KROSS: Which author intimidates you?

LEVIN: The writers who intimidate me the most are probably Philip Roth, Don DeLillo, and Cormac McCarthy. I’m a pretty inarticulate conversationalist, and a spaz, and I’ve got a filthy mouth, and my spastic inarticulateness magnifies a hundred-fold when I’m not smoking, a thousand-fold when I’m nervous and not smoking, and I imagine that if I were to ever have the opportunity to drink a drink or eat a burger or something with one of those writers, it wouldn’t happen in a smoker-friendly environment, and that even it were to happen in a smoker-friendly environment, and even if I weren’t somehow made nervous by the meeting, my baseline spastic inarticulateness would still be sufficient to annoy them and embarrass myself, and instead of enjoying their company and getting them to crack jokes and gleaning wisdom about fiction from them, I’d end up forgetting myself and cursing a lot and cracking all my knuckles over and over while swaying back and forth and hawking phlegm onto the carpet and removing my shoes to scratch between my toes.
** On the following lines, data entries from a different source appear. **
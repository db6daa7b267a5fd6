use crate::canvas::reconcile_size;
use crate::coords::Vec2;
use crate::error::{SetupError, UniformError};
use crate::geometry::GeometryBuffer;
use crate::gpu::{ClearMask, GpuApi, UniformKind};
use crate::layout::VertexLayoutState;
use crate::program::{ActiveProgram, Program};
use crate::uniform::{UniformBinder, UniformValue};

use super::{RenderState, SceneConfig, U_COLOR, U_RESOLUTION, U_TRANSLATION};

/// Program, geometry and layout of one drawable, plus the fixed render
/// sequence that draws them.
#[derive(Debug)]
pub struct Scene {
    config: SceneConfig,
    program: Program,
    positions: GeometryBuffer,
    attributes: Vec<GeometryBuffer>,
    layout: VertexLayoutState,
    uniforms: UniformBinder,
}

impl Scene {
    /// Assembles a scene from already-built parts.
    ///
    /// Every uniform the scene drives is resolved up front; a declared
    /// uniform of the wrong shape fails here instead of at draw time.
    pub fn new<G: GpuApi>(
        gpu: &G,
        config: SceneConfig,
        program: Program,
        positions: GeometryBuffer,
        layout: VertexLayoutState,
    ) -> Result<Self, SetupError> {
        let mut uniforms = UniformBinder::new();

        let driven = [
            (U_RESOLUTION, UniformKind::Vec2, true),
            (U_COLOR, UniformKind::Vec4, config.drives_color),
            (U_TRANSLATION, UniformKind::Vec2, config.drives_translation),
        ];
        for (name, expected, enabled) in driven {
            if !enabled {
                continue;
            }
            let Some(handle) = uniforms.resolve(gpu, &program, name) else {
                if gpu.uniform_declared(program.id(), name) {
                    return Err(UniformError::Unsupported {
                        name: name.to_string(),
                        expected,
                    }
                    .into());
                }
                continue;
            };
            if handle.kind() != expected {
                return Err(UniformError::KindMismatch {
                    name: name.to_string(),
                    expected,
                    actual: handle.kind(),
                }
                .into());
            }
        }

        Ok(Self {
            config,
            program,
            positions,
            attributes: Vec::new(),
            layout,
            uniforms,
        })
    }

    /// Hands ownership of an extra attribute buffer to the scene.
    pub fn with_buffer(mut self, buffer: GeometryBuffer) -> Self {
        self.attributes.push(buffer);
        self
    }

    #[inline]
    pub fn config(&self) -> &SceneConfig {
        &self.config
    }

    #[inline]
    pub fn program(&self) -> &Program {
        &self.program
    }

    #[inline]
    pub fn layout(&self) -> &VertexLayoutState {
        &self.layout
    }

    #[inline]
    pub fn positions(&self) -> &GeometryBuffer {
        &self.positions
    }

    /// Vertices the next render will draw.
    pub fn vertex_count(&self) -> u32 {
        self.layout.vertex_count(&self.positions)
    }

    /// Replaces the position data. The layout keeps pointing at the same buffer.
    pub fn upload_positions<G: GpuApi>(&mut self, gpu: &mut G, data: &[f32]) {
        self.positions.upload(gpu, data);
    }

    /// Draws one frame:
    ///
    /// 1. reconcile the canvas backing size,
    /// 2. set the viewport to the full backing store,
    /// 3. clear color and depth,
    /// 4. activate the program and bind the layout,
    /// 5. push the driven uniforms,
    /// 6. draw every vertex of the position buffer,
    /// 7. present.
    pub fn render<G: GpuApi>(&mut self, gpu: &mut G, state: &RenderState) {
        let size = reconcile_size(gpu.canvas_mut());
        if size.changed {
            log::debug!("backing store resized to {}x{}", size.backing_width, size.backing_height);
        }

        gpu.viewport(0, 0, size.backing_width, size.backing_height);
        gpu.clear_color(self.config.clear_color);
        gpu.clear(ClearMask::COLOR_DEPTH);

        let count = self.vertex_count();
        let resolution = Vec2::new(size.backing_width as f32, size.backing_height as f32);

        let mut pass = self.program.activate(gpu);
        pass.bind_layout(&self.layout);

        drive(&mut self.uniforms, &mut pass, U_RESOLUTION, resolution);
        if self.config.drives_color {
            drive(&mut self.uniforms, &mut pass, U_COLOR, state.color);
        }
        if self.config.drives_translation {
            drive(&mut self.uniforms, &mut pass, U_TRANSLATION, state.translation);
        }

        if count > 0 {
            pass.draw_arrays(self.config.primitive, 0, count);
        } else {
            log::debug!("position buffer holds no whole vertex; draw skipped");
        }

        gpu.present();
    }
}

fn drive<G: GpuApi>(
    uniforms: &mut UniformBinder,
    pass: &mut ActiveProgram<'_, G>,
    name: &str,
    value: impl Into<UniformValue>,
) {
    if let Err(e) = uniforms.push(pass, name, value) {
        log::error!("{e}");
    }
}

#[cfg(test)]
mod tests {
    use super::*;
    use crate::coords::{ColorRgba, Rect};
    use crate::gpu::Primitive;
    use crate::gpu::headless::{GpuCall, HeadlessCanvas, HeadlessGpu};
    use crate::layout::{AttributeSlot, VertexLayout};
    use crate::program::ProgramBuilder;
    use crate::shader::ShaderStage;

    const VS: &str = r#"
        @group(0) @binding(0) var<uniform> u_resolution: vec2<f32>;
        @group(0) @binding(1) var<uniform> u_translation: vec2<f32>;
        @vertex
        fn vs_main(@location(0) a_position: vec2<f32>) -> @builtin(position) vec4<f32> {
            return vec4<f32>((a_position + u_translation) / u_resolution, 0.0, 1.0);
        }
    "#;

    const FS: &str = r#"
        @group(0) @binding(2) var<uniform> u_color: vec4<f32>;
        @fragment
        fn fs_main() -> @location(0) vec4<f32> {
            return u_color;
        }
    "#;

    fn scene(canvas: HeadlessCanvas, config: SceneConfig, positions: &[f32]) -> (HeadlessGpu, Scene) {
        let mut gpu = HeadlessGpu::new(canvas);
        let program = ProgramBuilder::new("scene test")
            .build(&mut gpu, &ShaderStage::vertex(VS), &ShaderStage::fragment(FS))
            .unwrap();
        let buffer = GeometryBuffer::with_data(&mut gpu, 2, positions);
        let layout = VertexLayout::new(AttributeSlot::float32("a_position", 2), &buffer)
            .bind(&mut gpu, &program)
            .unwrap();
        let scene = Scene::new(&gpu, config, program, buffer, layout).unwrap();
        gpu.take_calls();
        (gpu, scene)
    }

    fn uniform2f_value(call: &GpuCall) -> [f32; 2] {
        match call {
            GpuCall::Uniform2f { value, .. } => *value,
            other => panic!("expected a vec2 write, got {other:?}"),
        }
    }

    fn rectangle() -> [f32; 12] {
        Rect::from_corners(Vec2::new(10.0, 20.0), Vec2::new(80.0, 30.0)).triangles()
    }

    #[test]
    fn rectangle_draws_two_triangles() {
        let (mut gpu, mut scene) = scene(HeadlessCanvas::new(300.0, 150.0, 1.0), SceneConfig::default(), &rectangle());

        scene.render(&mut gpu, &RenderState::default());
        assert_eq!(gpu.last_draw(), Some((Primitive::Triangles, 0, 6)));
    }

    #[test]
    fn draw_covers_every_uploaded_vertex() {
        for n in [1usize, 3, 7, 18] {
            let data: Vec<f32> = (0..n * 2).map(|i| i as f32).collect();
            let (mut gpu, mut scene) = scene(HeadlessCanvas::new(10.0, 10.0, 1.0), SceneConfig::default(), &data);

            scene.render(&mut gpu, &RenderState::default());
            assert_eq!(gpu.last_draw(), Some((Primitive::Triangles, 0, n as u32)));
        }
    }

    #[test]
    fn render_follows_the_fixed_sequence() {
        let config = SceneConfig {
            clear_color: ColorRgba::white(),
            drives_translation: true,
            ..SceneConfig::default()
        };
        let (mut gpu, mut scene) = scene(HeadlessCanvas::new(100.0, 50.0, 2.0), config, &rectangle());
        let program = scene.program().id();
        let vao = scene.layout().vao();

        scene.render(&mut gpu, &RenderState::new(Vec2::new(5.0, 6.0), ColorRgba::black()));

        let calls = gpu.take_calls();
        let kinds: Vec<&str> = calls
            .iter()
            .map(|c| match c {
                GpuCall::Viewport { .. } => "viewport",
                GpuCall::ClearColor { .. } => "clear_color",
                GpuCall::Clear { .. } => "clear",
                GpuCall::UseProgram { .. } => "use_program",
                GpuCall::BindVertexArray { .. } => "bind_vertex_array",
                GpuCall::Uniform2f { .. } => "uniform2f",
                GpuCall::Uniform4f { .. } => "uniform4f",
                GpuCall::DrawArrays { .. } => "draw_arrays",
                GpuCall::Present => "present",
                other => panic!("unexpected call {other:?}"),
            })
            .collect();
        assert_eq!(
            kinds,
            [
                "viewport",
                "clear_color",
                "clear",
                "use_program",
                "bind_vertex_array",
                "uniform2f",
                "uniform4f",
                "uniform2f",
                "draw_arrays",
                "present",
            ]
        );

        assert_eq!(calls[0], GpuCall::Viewport { x: 0, y: 0, width: 200, height: 100 });
        assert_eq!(calls[1], GpuCall::ClearColor { color: ColorRgba::white() });
        assert_eq!(calls[2], GpuCall::Clear { mask: ClearMask::COLOR_DEPTH });
        assert_eq!(calls[3], GpuCall::UseProgram { program });
        assert_eq!(calls[4], GpuCall::BindVertexArray { vao });
        assert_eq!(uniform2f_value(&calls[5]), [200.0, 100.0]);
        assert_eq!(uniform2f_value(&calls[7]), [5.0, 6.0]);
    }

    #[test]
    fn resize_is_picked_up_before_the_viewport() {
        let (mut gpu, mut scene) = scene(HeadlessCanvas::new(100.0, 100.0, 1.0), SceneConfig::default(), &rectangle());
        scene.render(&mut gpu, &RenderState::default());

        gpu.canvas_mut().set_logical_size(101.0, 80.0);
        gpu.canvas_mut().set_pixel_density(1.33);
        gpu.take_calls();
        scene.render(&mut gpu, &RenderState::default());

        assert_eq!(gpu.calls()[0], GpuCall::Viewport { x: 0, y: 0, width: 134, height: 106 });
    }

    #[test]
    fn reupload_changes_vertex_count() {
        let (mut gpu, mut scene) = scene(HeadlessCanvas::new(10.0, 10.0, 1.0), SceneConfig::default(), &rectangle());
        scene.upload_positions(&mut gpu, &[0.0, 0.0, 1.0, 0.0, 0.0, 1.0]);

        scene.render(&mut gpu, &RenderState::default());
        assert_eq!(gpu.last_draw(), Some((Primitive::Triangles, 0, 3)));
    }

    #[test]
    fn translation_is_not_pushed_unless_driven() {
        let (mut gpu, mut scene) = scene(HeadlessCanvas::new(10.0, 10.0, 1.0), SceneConfig::default(), &rectangle());
        scene.render(&mut gpu, &RenderState::new(Vec2::new(9.0, 9.0), ColorRgba::black()));

        let writes = gpu
            .calls()
            .iter()
            .filter(|c| matches!(c, GpuCall::Uniform2f { .. }))
            .count();
        assert_eq!(writes, 1);
    }

    #[test]
    fn wrongly_typed_driven_uniform_fails_setup() {
        let mut gpu = HeadlessGpu::new(HeadlessCanvas::new(10.0, 10.0, 1.0));
        let fs = r#"
            @group(0) @binding(2) var<uniform> u_color: vec2<f32>;
            @fragment
            fn fs_main() -> @location(0) vec4<f32> {
                return vec4<f32>(u_color, 0.0, 1.0);
            }
        "#;
        let program = ProgramBuilder::new("bad color")
            .build(&mut gpu, &ShaderStage::vertex(VS), &ShaderStage::fragment(fs))
            .unwrap();
        let buffer = GeometryBuffer::with_data(&mut gpu, 2, &rectangle());
        let layout = VertexLayout::new(AttributeSlot::float32("a_position", 2), &buffer)
            .bind(&mut gpu, &program)
            .unwrap();

        let err = Scene::new(&gpu, SceneConfig::default(), program, buffer, layout).unwrap_err();
        assert!(matches!(
            err,
            SetupError::Uniform(UniformError::KindMismatch { expected: UniformKind::Vec4, .. })
        ));
    }

    #[test]
    fn unsupported_driven_uniform_type_fails_setup() {
        let mut gpu = HeadlessGpu::new(HeadlessCanvas::new(10.0, 10.0, 1.0));
        let vs = r#"
            @group(0) @binding(0) var<uniform> u_resolution: vec2<f32>;
            @group(0) @binding(1) var<uniform> u_translation: vec3<f32>;
            @vertex
            fn vs_main(@location(0) a_position: vec2<f32>) -> @builtin(position) vec4<f32> {
                return vec4<f32>((a_position + u_translation.xy) / u_resolution, 0.0, 1.0);
            }
        "#;
        let program = ProgramBuilder::new("vec3 translation")
            .build(&mut gpu, &ShaderStage::vertex(vs), &ShaderStage::fragment(FS))
            .unwrap();
        let buffer = GeometryBuffer::with_data(&mut gpu, 2, &rectangle());
        let layout = VertexLayout::new(AttributeSlot::float32("a_position", 2), &buffer)
            .bind(&mut gpu, &program)
            .unwrap();
        let config = SceneConfig {
            drives_translation: true,
            ..SceneConfig::default()
        };

        let err = Scene::new(&gpu, config, program, buffer, layout).unwrap_err();
        assert!(matches!(
            err,
            SetupError::Uniform(UniformError::Unsupported { ref name, expected: UniformKind::Vec2 })
                if name == "u_translation"
        ));
    }
}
Or, from fear of doing all that stuff, I’d just go completely silent and bore them.

KROSS: Who chooses your cover art?

LEVIN: Eli Horowitz, my genius editor, commissions cover art, and we talk about what I might like on the cover and what he’d like on the cover, and then he shows me a bunch of sketches by the artist(s) he commissioned, and then I say stuff, usually over-analytical stuff, and he renders it more intelligently, delivers it to the artist(s), and we get more sketches, and go back and forth, and then I get to a place where I don’t trust myself anymore—where I like three or four things a lot, but with this or that reservation—and I tell Eli to choose because, apart from being a brilliant editor, he’s a brilliant book designer, and then he makes a choice, and it’s always (i.e. both times), far and away the best choice possible. I love the covers of my books.